L’histoire de l’art et les visiteurs du Musée Fabre n’ont pas perdu au change ! Biberonné à la tauromachie par son père - qui repéra surtout le génie artistique de sa progéniture - Pablo Picasso a consacré tout au long de sa longue et prolixe activité d’artiste de nombreuses œuvres à cette tradition. Il s’attache en particulier à la figure du taureau et - rêve de picador oblige - à celle du cheval dont la représentation la plus poignante et inégalée se trouve dans l’un de ses plus célèbres tableaux, « Guernica », visible à Madrid qui abrite également les mythiques arènes de las Ventas. En fait, la tauromachie est plus qu’une tradition comme en témoignent les passions multiples et contradictoires qu’elle soulève. Passion des amateurs, en premier lieu, rompus aux règles, maîtrisant les codes de cet univers complexe et en définitive très petit. Comme le rapporte un article fort documenté du quotidien « Les Échos », une centaine de corridas sont organisées chaque année en France. Le sud en est le berceau.
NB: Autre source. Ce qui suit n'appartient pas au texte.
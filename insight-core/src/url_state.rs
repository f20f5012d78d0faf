//! Address-bar persistence of the search session.
//!
//! Only non-default values are written, so a fresh session encodes to an
//! empty string. Decoding never fails: anything missing or malformed falls
//! back to its default.

use insight_model::{
    Accuracy, FilterState, Language, ParamValue, PriceMode, Role, SearchMode, SearchState,
};
use tracing::warn;
use url::form_urlencoded;

pub const KEYWORD: &str = "keyword";
pub const SEARCH_TYPE: &str = "search_type";
pub const PAGE: &str = "page";
pub const LANGUAGE: &str = "language";
pub const COUNTRY: &str = "country";
pub const REGION: &str = "region";
pub const ECONOMIC_BLOC: &str = "economic_bloc";
pub const INDUSTRY: &str = "industry";
pub const ISIC_CODE: &str = "isic_code";
pub const HS_CODE: &str = "hs_code";
pub const PAID: &str = "paid";
pub const RANGE_START: &str = "range_start";
pub const RANGE_END: &str = "range_end";
pub const ACCURACY: &str = "accuracy";
pub const ROLE: &str = "role";
pub const CATEGORY: &str = "type";

/// Query string (without the leading `?`) for the persisted part of a session.
pub fn encode(search: &SearchState, filters: &FilterState) -> String {
    let mut out = form_urlencoded::Serializer::new(String::new());

    if !search.query.is_empty() {
        out.append_pair(KEYWORD, &search.query);
    }
    if search.mode != SearchMode::default() {
        out.append_pair(SEARCH_TYPE, search.mode.as_param());
    }
    if search.current_page > 1 {
        out.append_pair(PAGE, &search.current_page.to_string());
    }
    if filters.language != Language::default() {
        out.append_pair(LANGUAGE, filters.language.as_param());
    }

    let ids = [
        (COUNTRY, filters.country),
        (REGION, filters.region),
        (ECONOMIC_BLOC, filters.economic_bloc),
        (INDUSTRY, filters.industry_id),
    ];
    for (key, value) in ids {
        if let Some(id) = value {
            out.append_pair(key, &id.to_string());
        }
    }
    if let Some(isic) = &filters.isic_code {
        out.append_pair(ISIC_CODE, isic);
    }
    if let Some(hs) = &filters.hs_code {
        out.append_pair(HS_CODE, hs);
    }

    if let Some(paid) = filters.price_mode.paid_flag() {
        out.append_pair(PAID, if paid { "true" } else { "false" });
        if paid {
            if let Some(start) = filters.price_range_start {
                out.append_pair(RANGE_START, &start.to_string());
            }
            if let Some(end) = filters.price_range_end {
                out.append_pair(RANGE_END, &end.to_string());
            }
        }
    }

    if filters.accuracy != Accuracy::default() {
        out.append_pair(ACCURACY, filters.accuracy.as_param());
    }
    if filters.role != Role::default() {
        out.append_pair(ROLE, filters.role.as_param());
    }
    if let Some(category) = &filters.category {
        out.append_pair(CATEGORY, category);
    }

    out.finish()
}

#[derive(Debug, Default)]
struct RawParams {
    pairs: Vec<(String, String)>,
}

impl RawParams {
    fn parse(query: &str) -> Self {
        let query = query.trim().trim_start_matches('?');
        Self {
            pairs: form_urlencoded::parse(query.as_bytes())
                .map(|(key, value)| (key.into_owned(), value.into_owned()))
                .collect(),
        }
    }

    /// Last occurrence wins, matching how browsers resolve repeated keys.
    fn get(&self, key: &str) -> Option<&str> {
        self.pairs
            .iter()
            .rev()
            .find(|(name, _)| name == key)
            .map(|(_, value)| value.as_str())
    }

    fn text(&self, key: &str) -> Option<String> {
        self.get(key)
            .map(str::trim)
            .filter(|value| !value.is_empty())
            .map(str::to_string)
    }

    fn id(&self, key: &str) -> Option<u32> {
        let raw = self.get(key)?;
        match raw.trim().parse() {
            Ok(id) => Some(id),
            Err(_) => {
                warn!(param = key, value = raw, "ignoring non-numeric url parameter");
                None
            }
        }
    }

    fn choice<T: ParamValue + Default>(&self, key: &str) -> T {
        match self.get(key) {
            None => T::default(),
            Some(raw) => T::from_param(raw).unwrap_or_else(|| {
                warn!(param = key, value = raw, "ignoring unrecognised url parameter");
                T::default()
            }),
        }
    }

    fn flag(&self, key: &str) -> Option<bool> {
        let raw = self.get(key)?;
        match raw.trim().to_ascii_lowercase().as_str() {
            "true" | "1" => Some(true),
            "false" | "0" => Some(false),
            _ => {
                warn!(param = key, value = raw, "ignoring non-boolean url parameter");
                None
            }
        }
    }
}

/// Rebuild a session from an address-bar query string. A leading `?` is
/// accepted. Transient fields (loading, results, totals, statistics) come
/// back as defaults.
pub fn decode(query: &str) -> (SearchState, FilterState) {
    let params = RawParams::parse(query);

    let search = SearchState {
        query: params.get(KEYWORD).unwrap_or_default().to_string(),
        mode: params.choice(SEARCH_TYPE),
        current_page: params
            .id(PAGE)
            .filter(|page| *page >= 1)
            .unwrap_or(1),
        ..SearchState::default()
    };

    let mut filters = FilterState {
        language: params.choice(LANGUAGE),
        industry_id: params.id(INDUSTRY),
        isic_code: params.text(ISIC_CODE),
        hs_code: params.text(HS_CODE),
        price_mode: PriceMode::from_paid_flag(params.flag(PAID)),
        accuracy: params.choice(ACCURACY),
        role: params.choice(ROLE),
        category: params.text(CATEGORY),
        ..FilterState::default()
    };

    // A hand-edited URL may name several geographies; keep the first in
    // country, region, bloc order.
    if let Some(country) = params.id(COUNTRY) {
        filters.country = Some(country);
    } else if let Some(region) = params.id(REGION) {
        filters.region = Some(region);
    } else {
        filters.economic_bloc = params.id(ECONOMIC_BLOC);
    }

    match filters.price_mode {
        PriceMode::Paid => {
            filters.price_range_start = params.id(RANGE_START);
            filters.price_range_end = params.id(RANGE_END);
        }
        PriceMode::Free => filters.price_range_start = Some(0),
        PriceMode::All => {}
    }

    (search, filters)
}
L’impact économique n’est pas anecdotique pour les villes qui abritent les arènes où se déroulent ces duels entre l’homme et l’animal. Cette économie a-t-elle su s’adapter à l’évolution de la société ? Cité sous la plume des journalistes Hubert Vialatte et Frank Niedercorn auteurs de l’enquête des « Échos », André Viard, ancien matador et président de l’Observatoire national des cultures taurines, constate que la corrida est « devenue un spectacle élitiste car, sans régulation du marché, les grands toreros font la loi ». La marchandisation atteint aussi du même coup les Ferias. Ces rendez-vous populaires pourraient l’être de moins en moins en devenant payants, comme à Bayonne. L’autre face de cet univers ce sont les « anti-corridas » qui s’invitent de plus en plus pour perturber ces événements au nom de la défense de la cause animale. Sous les habits de lumière, l’art taurin pourrait vivre des heures sombres.